Верстку макета осуществил Григорий Калантар, живущий в Эстонии.
Обложка сделана мною в Уфе на основе картины старого друга Иосифа, действительного члена Российской Академии художеств, уфимца Сергея Краснова.
А печаталась книга – экземпляр которой стоит в моем книжном шкафу! – в Санкт-Петербурге.
Планетарный охват мест, причастных к рождению книги «Пора исполнить полный алфавит», свидетельствует о том, что для истинной литературы нет территориальных границ.
Но вернемся к произведению, с которым я познакомился в позапрошлом году.
Читая «Словарный запас», я следил за событиями, соглашался (или спорил) с мыслями, плыл вместе с Иосифом по течению его прозы и слушал мощное звучание стихов разных лет.
Книга доставила непередаваемое удовольствие; я читал ее медленно-премедленно, растягивал наслаждение каждым абзацем, не позволял себе больше одной главки в день, чтобы хватило на дольше. А прочитав до конца, сразу испытал желание написать о ней.
Писать сейчас умеют все. Любой человек, прожив век не корнеплодом, может сотворить мемуар. Причем не обязательно только о себе: стало модным беллетризовать историю своей семьи, хроники предков.

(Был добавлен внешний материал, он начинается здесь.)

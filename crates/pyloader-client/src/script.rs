//! Call-script construction.
//!
//! A remote call is a one-line Python script, `return name(arg1, arg2, ...)`,
//! where each argument is the JSON text of the value. JSON literals for
//! strings, numbers and arrays are also valid Python literals, which is what
//! makes this encoding work for the common cases.

use pyloader_core::{Error, Result};
use serde_json::Value;

/// Builds the script that calls `function` with `args`.
///
/// # Errors
///
/// Returns [`Error::ArityMismatch`] if `args` and `parameters` differ in
/// length.
///
/// # Examples
///
/// ```
/// use pyloader_client::call_script;
/// use serde_json::json;
///
/// let params = vec!["a".to_string(), "b".to_string()];
/// let script = call_script("add", &params, &[json!(2), json!("x")]).unwrap();
/// assert_eq!(script, r#"return add(2, "x")"#);
///
/// let err = call_script("add", &params, &[json!(2)]).unwrap_err();
/// assert!(err.is_arity_error());
/// ```
pub fn call_script(function: &str, parameters: &[String], args: &[Value]) -> Result<String> {
    if args.len() != parameters.len() {
        return Err(Error::ArityMismatch {
            function: function.to_string(),
            expected: parameters.len(),
            actual: args.len(),
        });
    }

    let args = args
        .iter()
        .map(Value::to_string)
        .collect::<Vec<_>>()
        .join(", ");

    Ok(format!("return {function}({args})"))
}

Но большинство нынешних авторов околобиографического направления – от мемуаров до романов – ограничивается примитивным перечислением событий. И по сути они открывают миру азбучные истины о том, что люди рождаются с парой рук-ног при одной голове и борются за существование – свое и своих детей – в не всегда дружественном мире.
Книга Иосифа Гальперина принципиально иная.
«Словарный запас» моего друга велик со всех точек зрения.
Прежде всего он потрясает фактологией. Иосиф Гальперин через глаз непосредственного участника событий дает нам точную, глубоко детализированную картину перемен, в которых рождалась нынешняя Россия.
Но еще больше ценна книга размышлениями автора об описываемом, которые рождают лавину собственных выводов у каждого думающего читателя.